On Sin Taxes And Electronic Cigarettes
A number of states have considered or are considering imposing a sin tax on electronic cigarettes. In some cases, this would tax e-cigs at upwards of 70%. The goal is to discourage use and — in cases where use happens anyway — get a piece of the action. This arguably makes sense for conventional tobacco cigarettes, but does it really make sense for electronic cigarettes?
Advocates of a sin tax often push two major arguments. First, that making something more costly will force individuals to cut back on or quit the product or activity. Second, the tax is argued to make up for future and current costs the activity inflicts on a government or community. In the case of tobacco cigarettes, some states tax them by as much as $4 and $5 per pack. The hope is to reduce smoking and recoup inevitable future health costs the state will incur taking care of individuals that have smoked themselves into hospitalization.
A sin tax levied against electronic cigarettes ignores two very important things. First, sin taxes are widely disliked and considered a poor tactic for government intervention in the activities of individuals. Second, discouraging electronic cigarette use is more likely to send users back to smoking rather than forcing them to quit altogether.
On the first point, sin taxes are often considered bad policy regardless of the product or activity being taxed. In many cases, a sin tax fails to influence the fundamental consumer behavior being taxed and instead encourages use of the lowest quality, highest concentration version of a products. In the worst case, use of smuggled or black market goods could become rampant. This is particularly the case when neighboring communities exhibit large discrepancies in final market prices.
Sin taxes also raise some fundamental arguments that are seemingly endless. Some feel it shouldn’t be the government’s place to regulate through taxes something that is otherwise an individual’s choice — especially with seemingly unproven social consequences. On average, the life of a healthy individual costs the government more than the life of a smoker, obese individual or alcoholic (who all have statistically shorter lives). Under the second argument for a sin tax (recouping medical costs), cigarettes, sugary sodas, greasy cheeseburgers, and alcohol shouldn’t be taxed at all. Maybe vegetables, yoga classes, and doctor’s visits need a longevity tax instead. But I digress.

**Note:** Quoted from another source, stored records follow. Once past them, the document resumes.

//! Error types and error handling

use thiserror::Error;

use crate::email::EmailError;
use crate::jobs::JobError;
use crate::lifecycle::StoreError;
use crate::template::TemplateError;

/// Anything that can stop a delivery attempt
#[derive(Debug, Error)]
pub enum DeliveryError {
    /// Template resolution or rendering error
    #[error(transparent)]
    Template(#[from] TemplateError),

    /// Provider error
    #[error(transparent)]
    Email(#[from] EmailError),

    /// Message store error
    #[error(transparent)]
    Store(#[from] StoreError),

    /// Broker error
    #[error(transparent)]
    Job(#[from] JobError),
}

impl DeliveryError {
    /// Whether another attempt may succeed
    #[must_use]
    pub const fn is_retryable(&self) -> bool {
        match self {
            Self::Template(e) => e.is_retryable(),
            Self::Email(e) => e.is_retryable(),
            Self::Store(e) => e.is_retryable(),
            Self::Job(e) => e.is_retryable(),
        }
    }

    /// Text recorded as a failed message's `error_message`
    #[must_use]
    pub fn failure_reason(&self) -> String {
        match self {
            Self::Email(e) => e.failure_reason(),
            other => other.to_string(),
        }
    }
}

#[cfg(test)]
mod tests {
    use super::*;
    use crate::lifecycle::{MessageId, MessageStatus};
    use std::time::Duration;

    #[test]
    fn test_classification() {
        let retryable: Vec<DeliveryError> = vec![
            TemplateError::RenderTimeout {
                name: "welcome".into(),
                timeout: Duration::from_millis(200),
            }
            .into(),
            TemplateError::Lock(crate::lock::LockError::Timeout {
                key: "lock:compile:welcome".into(),
                waited: Duration::from_secs(5),
            })
            .into(),
            EmailError::send_failed("smtp", "SMTP timeout").into(),
            EmailError::NoSecondaryProvider { primary_reason: None }.into(),
        ];
        for err in &retryable {
            assert!(err.is_retryable(), "{err}");
        }

        let fatal: Vec<DeliveryError> = vec![
            TemplateError::NotFound { name: "nope".into() }.into(),
            TemplateError::BuildFailed {
                name: "broken".into(),
                message: "line 1: unexpected end".into(),
            }
            .into(),
            TemplateError::RenderFailed {
                name: "welcome".into(),
                message: "unknown filter".into(),
            }
            .into(),
            EmailError::InvalidAddress("nobody".into()).into(),
            StoreError::InvalidTransition {
                id: MessageId::new(),
                from: MessageStatus::Failed,
                to: MessageStatus::Processing,
            }
            .into(),
        ];
        for err in &fatal {
            assert!(!err.is_retryable(), "{err}");
        }
    }

    #[test]
    fn test_failure_reason_prefers_provider_text() {
        let err = DeliveryError::from(EmailError::send_failed("smtp-primary", "SMTP timeout"));
        assert_eq!(err.failure_reason(), "SMTP timeout");

        let err = DeliveryError::from(TemplateError::NotFound { name: "nope".into() });
        assert_eq!(err.failure_reason(), "template not found: nope");
    }
}
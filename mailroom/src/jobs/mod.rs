//! Background delivery jobs
//!
//! Ingress enqueues an [`EmailJob`] on a [`JobBroker`]. A [`WorkerPool`]
//! dequeues jobs and runs each through the [`DeliveryPipeline`], which
//! renders, sends and records the outcome, then tells the broker whether to
//! acknowledge, retry with backoff, or dead-letter the job.
//!
//! # Example
//!
//! ```rust,no_run
//! use mailroom::jobs::{InMemoryBroker, JobBroker, WorkerPool};
//! # use mailroom::jobs::DeliveryPipeline;
//! # use std::sync::Arc;
//!
//! # async fn example(pipeline: Arc<DeliveryPipeline>) {
//! let broker = Arc::new(InMemoryBroker::default());
//! let pool = WorkerPool::spawn(broker, pipeline, &Default::default());
//!
//! // ... on SIGTERM:
//! pool.shutdown(std::time::Duration::from_secs(30)).await;
//! # }
//! ```

mod backoff;
mod broker;
mod cancellation;
mod error;
mod job;
mod pipeline;
mod worker;

pub use backoff::Backoff;
pub use broker::{
    DeadLetter, Delivery, InMemoryBroker, JobBroker, QueueDepths, DEFAULT_MAX_ATTEMPTS,
};
#[cfg(feature = "redis")]
pub use broker::RedisBroker;
pub use cancellation::{CancellationToken, ShutdownResult};
pub use error::{JobError, JobResult};
pub use job::{EmailJob, JobId, DEFAULT_SUBJECT};
pub use pipeline::{DeliveryPipeline, JobOutcome};
pub use worker::{WorkerPool, WorkerStats};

On the second point, electronic cigarettes are hardly a sin to tax. Although the research shows that electronic cigarettes do cause some harm, that harm pales in comparison to the harm caused by smoking. Some researchers believe that a lifetime of electronic cigarette use is less harmful that 2 months of smoking. A great many individuals that use electronic cigarettes firmly believe that in the absence of the devices, they would return to smoking. Many individuals that used electronic cigarettes to transition away from smoking an ultimately quit believe they couldn’t have done so any other way.
In short, a tax discouraging use of electronic cigarettes would be an entirely inappropriate use of the idea of sin tax. It would more likely keep smokers smoking than keep new users from taking up the habit of e-cig use. States are being woefully misinformed of the effects electronic cigarettes are having on the market. Anti-smoking individuals still refuse to see anything resembling a cigarette as a promising new alternative. According to a recent report from Morgan Stanley, tobacco cigarette sales declined 4.5% from that which was expected in early 2013. They credited one major change with the bulk of this decline — the massive growth of the electronic cigarette industry.
After all the efforts by anti-smoking groups, the FDA, and various individuals to stop electronic cigarettes, this industry still put a serious dent in the world of smoking. Just imagine what this industry could do with the support these groups were they to get over the emotional response they have to smoking itself.